▶ _To do_:
Return each line exactly as written. Begin with the first line of the entries and end with the line that has "bool, ready: bool".

Task material Block Start

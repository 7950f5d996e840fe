use std::collections::BTreeMap;
use std::fmt;

use geo::{Coord, LineString};
use geojson::FeatureCollection;
use log::{debug, info, warn};

use transit_sketch_model::{
    analyze_url, baseline_url, empty_feature_collection, matching_url, AnalysisResult,
    BaselineAnalysis, DrawnLine, FeatureId, NetworkShape, RouteSet, ServiceError, SketchConfig,
    SourceId,
};

use crate::surface::{DrawSurface, MapSurface};

/// Identifies one outstanding request, so late or superseded responses can be recognized.
#[derive(Clone, Copy, PartialEq, Eq, PartialOrd, Ord, Hash, Debug)]
pub struct Ticket(pub u32);

#[derive(Clone, Copy, PartialEq, Eq, Debug)]
pub enum Phase {
    /// No routes added
    Empty,
    /// Waiting on the matching service
    Drawing,
    /// Routes present, nothing on screen matches them
    Stale,
    /// Waiting on the analysis service
    Querying,
    /// The analysis on screen matches the current routes
    Fresh,
}

impl Phase {
    pub fn as_str(self) -> &'static str {
        match self {
            Phase::Empty => "empty",
            Phase::Drawing => "drawing",
            Phase::Stale => "stale",
            Phase::Querying => "querying",
            Phase::Fresh => "fresh",
        }
    }
}

#[derive(Clone, Copy, PartialEq, Eq, Debug)]
pub enum ActionButton {
    /// `ready` is false while routes are still being snapped or an analysis is in flight.
    RunAnalysis { pending: bool, ready: bool },
    ClearResults,
}

impl ActionButton {
    pub fn label(self) -> &'static str {
        match self {
            ActionButton::RunAnalysis { pending: false, .. } => "Run network analysis",
            ActionButton::RunAnalysis { pending: true, .. } => "Running analysis...",
            ActionButton::ClearResults => "Clear results",
        }
    }

    pub fn enabled(self) -> bool {
        match self {
            ActionButton::RunAnalysis { ready, .. } => ready,
            ActionButton::ClearResults => true,
        }
    }
}

/// The last thing that went wrong, for showing to the user.
#[derive(Clone, Debug, PartialEq)]
pub enum Notice {
    SnapFailed { id: FeatureId, error: ServiceError },
    AnalysisFailed(ServiceError),
    BaselineFailed(ServiceError),
}

impl fmt::Display for Notice {
    fn fmt(&self, f: &mut fmt::Formatter<'_>) -> fmt::Result {
        match self {
            Notice::SnapFailed { error, .. } => {
                write!(f, "Couldn't snap the drawn line to streets: {}", error)
            }
            Notice::AnalysisFailed(error) => write!(f, "Network analysis failed: {}", error),
            Notice::BaselineFailed(error) => {
                write!(f, "Couldn't load the baseline analysis: {}", error)
            }
        }
    }
}

#[derive(Clone, Debug, PartialEq)]
pub struct SnapRequest {
    pub ticket: Ticket,
    /// The raw drawing to replace
    pub id: FeatureId,
    pub points: Vec<Coord>,
}

impl SnapRequest {
    pub fn url(&self, config: &SketchConfig) -> Result<String, ServiceError> {
        matching_url(config, &self.points)
    }
}

#[derive(Clone, Debug, PartialEq)]
pub struct AnalysisRequest {
    pub ticket: Ticket,
    pub url: String,
    pub routes: FeatureCollection,
}

#[derive(Clone, Debug, PartialEq)]
pub struct BaselineRequest {
    pub ticket: Ticket,
    pub url: String,
}

#[derive(Clone, Copy, PartialEq, Debug)]
enum AnalysisState {
    Idle,
    Querying {
        ticket: Ticket,
        routes_version: u64,
    },
    Fresh,
}

#[derive(Clone, Debug, PartialEq)]
enum BaselineState {
    Absent,
    Fetching(Ticket),
    Held(BaselineAnalysis),
}

/// Tracks the routes a user sketches and the analysis of them. Nothing here performs IO: events
/// produce requests, and the host reports back with the responses.
pub struct MapView<D, M> {
    config: SketchConfig,
    draw: D,
    map: M,

    routes: RouteSet,
    // Bumped whenever routes change, so analysis of an older set is never shown as current
    routes_version: u64,
    next_ticket: u32,
    // The latest snap request for each raw drawing
    pending_snaps: BTreeMap<FeatureId, Ticket>,
    analysis: AnalysisState,
    baseline: BaselineState,
    notice: Option<Notice>,
}

impl<D: DrawSurface, M: MapSurface> MapView<D, M> {
    pub fn new(config: SketchConfig, draw: D, mut map: M) -> MapView<D, M> {
        map.set_source_data(SourceId::AnalysisResults, empty_feature_collection());
        map.set_source_data(SourceId::Baseline, empty_feature_collection());
        let routes = draw.get_all();
        MapView {
            config,
            draw,
            map,
            routes,
            routes_version: 0,
            next_ticket: 0,
            pending_snaps: BTreeMap::new(),
            analysis: AnalysisState::Idle,
            baseline: BaselineState::Absent,
            notice: None,
        }
    }

    pub fn config(&self) -> &SketchConfig {
        &self.config
    }

    /// Only affects requests issued from now on.
    pub fn set_config(&mut self, config: SketchConfig) {
        self.config = config;
    }

    pub fn draw(&self) -> &D {
        &self.draw
    }

    pub fn draw_mut(&mut self) -> &mut D {
        &mut self.draw
    }

    pub fn map(&self) -> &M {
        &self.map
    }

    pub fn map_mut(&mut self) -> &mut M {
        &mut self.map
    }

    pub fn routes(&self) -> &RouteSet {
        &self.routes
    }

    pub fn notice(&self) -> Option<&Notice> {
        self.notice.as_ref()
    }

    pub fn baseline(&self) -> Option<&BaselineAnalysis> {
        match self.baseline {
            BaselineState::Held(ref baseline) => Some(baseline),
            _ => None,
        }
    }

    pub fn load_network(&mut self, network: &NetworkShape) {
        self.map
            .set_source_data(SourceId::Network, network.to_feature_collection());
    }

    pub fn phase(&self) -> Phase {
        if !self.pending_snaps.is_empty() {
            return Phase::Drawing;
        }
        match self.analysis {
            AnalysisState::Querying { .. } => Phase::Querying,
            _ if self.routes.is_empty() => Phase::Empty,
            AnalysisState::Fresh => Phase::Fresh,
            AnalysisState::Idle => Phase::Stale,
        }
    }

    /// True when routes exist but the analysis on screen (if any) doesn't describe them.
    pub fn is_stale(&self) -> bool {
        !self.routes.is_empty() && self.analysis != AnalysisState::Fresh
    }

    /// None when there are no routes to analyze.
    pub fn action_button(&self) -> Option<ActionButton> {
        if self.routes.is_empty() {
            return None;
        }
        let ready = self.phase() == Phase::Stale;
        Some(match self.analysis {
            AnalysisState::Fresh => ActionButton::ClearResults,
            AnalysisState::Querying { .. } => ActionButton::RunAnalysis {
                pending: true,
                ready,
            },
            AnalysisState::Idle => ActionButton::RunAnalysis {
                pending: false,
                ready,
            },
        })
    }

    /// The user created or edited lines. Each one with at least two points needs snapping; a
    /// newer request for the same line supersedes older ones.
    pub fn on_draw_change(&mut self, lines: Vec<DrawnLine>) -> Vec<SnapRequest> {
        let mut requests = Vec::new();
        for line in lines {
            if line.geometry.0.len() < 2 {
                warn!("Not snapping {}, it only has {} points", line.id, line.geometry.0.len());
                continue;
            }
            let ticket = self.ticket();
            debug!("Snapping {} with {:?}", line.id, ticket);
            self.pending_snaps.insert(line.id.clone(), ticket);
            requests.push(SnapRequest {
                ticket,
                id: line.id,
                points: line.geometry.0,
            });
        }
        requests
    }

    /// Handles the matching service's answer. The first candidate replaces the raw drawing.
    /// Returns true if anything changed.
    pub fn on_snap_response(
        &mut self,
        ticket: Ticket,
        result: Result<Vec<LineString>, ServiceError>,
    ) -> bool {
        let Some(id) = self
            .pending_snaps
            .iter()
            .find(|(_, t)| **t == ticket)
            .map(|(id, _)| id.clone())
        else {
            warn!("Ignoring snap response for superseded {:?}", ticket);
            return false;
        };
        self.pending_snaps.remove(&id);

        let matched = result.and_then(|matchings| {
            matchings
                .into_iter()
                .next()
                .ok_or_else(|| ServiceError::NoMatch("no matchings returned".to_string()))
        });
        match matched {
            Ok(geometry) => {
                if !self.draw.get_all().contains(&id) {
                    warn!("{} disappeared while snapping it, dropping the match", id);
                    return false;
                }
                let new_id = self.draw.add(geometry);
                self.draw.delete(&id);
                debug!("Replaced {} with snapped {}", id, new_id);
                self.notice = None;
                self.refresh_routes();
            }
            Err(error) => {
                warn!("Snapping {} failed: {}", id, error);
                self.notice = Some(Notice::SnapFailed { id, error });
            }
        }
        true
    }

    /// The user deleted features from the draw surface.
    pub fn on_draw_delete(&mut self, ids: &[FeatureId]) {
        for id in ids {
            self.pending_snaps.remove(id);
        }
        self.refresh_routes();
    }

    /// Only possible while stale; otherwise returns None. Clears any baseline on screen.
    pub fn run_analysis(&mut self) -> Option<AnalysisRequest> {
        if self.phase() != Phase::Stale {
            debug!("Can't run analysis while {}", self.phase().as_str());
            return None;
        }
        self.drop_baseline();

        let ticket = self.ticket();
        self.analysis = AnalysisState::Querying {
            ticket,
            routes_version: self.routes_version,
        };
        info!(
            "Running analysis of {} routes with {:?}",
            self.routes.len(),
            ticket
        );
        Some(AnalysisRequest {
            ticket,
            url: analyze_url(&self.config),
            routes: self.routes.to_feature_collection(),
        })
    }

    pub fn on_analysis_response(
        &mut self,
        ticket: Ticket,
        result: Result<AnalysisResult, ServiceError>,
    ) -> bool {
        let routes_version = match self.analysis {
            AnalysisState::Querying {
                ticket: expected,
                routes_version,
            } if expected == ticket => routes_version,
            _ => {
                warn!("Ignoring analysis response for {:?}", ticket);
                return false;
            }
        };
        self.analysis = AnalysisState::Idle;

        match result {
            Ok(result) => {
                if routes_version != self.routes_version {
                    warn!("Routes changed while analyzing them, dropping the result");
                    return true;
                }
                info!("Analysis found {} changed nodes", result.nodes.len());
                self.map
                    .set_source_data(SourceId::AnalysisResults, result.into_feature_collection());
                self.analysis = AnalysisState::Fresh;
                self.notice = None;
            }
            Err(error) => {
                warn!("Analysis failed: {}", error);
                self.notice = Some(Notice::AnalysisFailed(error));
            }
        }
        true
    }

    /// Only possible while results are shown. Returns true if they were cleared.
    pub fn clear_results(&mut self) -> bool {
        if self.analysis != AnalysisState::Fresh {
            return false;
        }
        self.analysis = AnalysisState::Idle;
        self.map
            .set_source_data(SourceId::AnalysisResults, empty_feature_collection());
        true
    }

    /// Hides the baseline if it's held, otherwise asks for it. Returns a request only when a
    /// fetch should start.
    pub fn toggle_baseline(&mut self) -> Option<BaselineRequest> {
        match self.baseline {
            BaselineState::Held(_) => {
                self.drop_baseline();
                None
            }
            BaselineState::Fetching(ticket) => {
                debug!("Baseline already requested with {:?}", ticket);
                None
            }
            BaselineState::Absent => {
                let ticket = self.ticket();
                self.baseline = BaselineState::Fetching(ticket);
                Some(BaselineRequest {
                    ticket,
                    url: baseline_url(&self.config),
                })
            }
        }
    }

    pub fn on_baseline_response(
        &mut self,
        ticket: Ticket,
        result: Result<BaselineAnalysis, ServiceError>,
    ) -> bool {
        if self.baseline != BaselineState::Fetching(ticket) {
            warn!("Ignoring baseline response for {:?}", ticket);
            return false;
        }

        match result {
            Ok(baseline) => {
                info!("Showing baseline with {} nodes", baseline.len());
                self.map
                    .set_source_data(SourceId::Baseline, baseline.feature_collection().clone());
                self.baseline = BaselineState::Held(baseline);
                self.notice = None;
            }
            Err(error) => {
                warn!("Baseline fetch failed: {}", error);
                self.baseline = BaselineState::Absent;
                self.notice = Some(Notice::BaselineFailed(error));
            }
        }
        true
    }

    fn ticket(&mut self) -> Ticket {
        let ticket = Ticket(self.next_ticket);
        self.next_ticket += 1;
        ticket
    }

    // The draw surface is authoritative. Any analysis on screen no longer applies.
    fn refresh_routes(&mut self) {
        self.routes = self.draw.get_all();
        self.routes_version += 1;
        if self.analysis == AnalysisState::Fresh {
            self.analysis = AnalysisState::Idle;
        }
        self.map
            .set_source_data(SourceId::AnalysisResults, empty_feature_collection());
        debug!(
            "Now {} routes, version {}",
            self.routes.len(),
            self.routes_version
        );
    }

    fn drop_baseline(&mut self) {
        if self.baseline != BaselineState::Absent {
            self.baseline = BaselineState::Absent;
            self.map
                .set_source_data(SourceId::Baseline, empty_feature_collection());
        }
    }
}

Task material Block End

▶ _Answer area_:
repository 7950f5d996e840fe
use std::collections::BTreeMap;
use std::fmt;

use geo::{Coord, LineString};
use geojson::FeatureCollection;
use log::{debug, info, warn};

use transit_sketch_model::{
    analyze_url, baseline_url, empty_feature_collection, matching_url, AnalysisResult,
    BaselineAnalysis, DrawnLine, FeatureId, NetworkShape, RouteSet, ServiceError, SketchConfig,
    SourceId,
};

use crate::surface::{DrawSurface, MapSurface};

/// Identifies one outstanding request, so late or superseded responses can be recognized.
#[derive(Clone, Copy, PartialEq, Eq, PartialOrd, Ord, Hash, Debug)]
pub struct Ticket(pub u32);

#[derive(Clone, Copy, PartialEq, Eq, Debug)]
pub enum Phase {
    /// No routes added
    Empty,
    /// Waiting on the matching service
    Drawing,
    /// Routes present, nothing on screen matches them
    Stale,
    /// Waiting on the analysis service
    Querying,
    /// The analysis on screen matches the current routes
    Fresh,
}

impl Phase {
    pub fn as_str(self) -> &'static str {
        match self {
            Phase::Empty => "empty",
            Phase::Drawing => "drawing",
            Phase::Stale => "stale",
            Phase::Querying => "querying",
            Phase::Fresh => "fresh",
        }
    }
}

#[derive(Clone, Copy, PartialEq, Eq, Debug)]
pub enum ActionButton {
    /// `ready` is false while routes are still being snapped or an analysis is in flight.
    RunAnalysis { pending: bool, ready: bool },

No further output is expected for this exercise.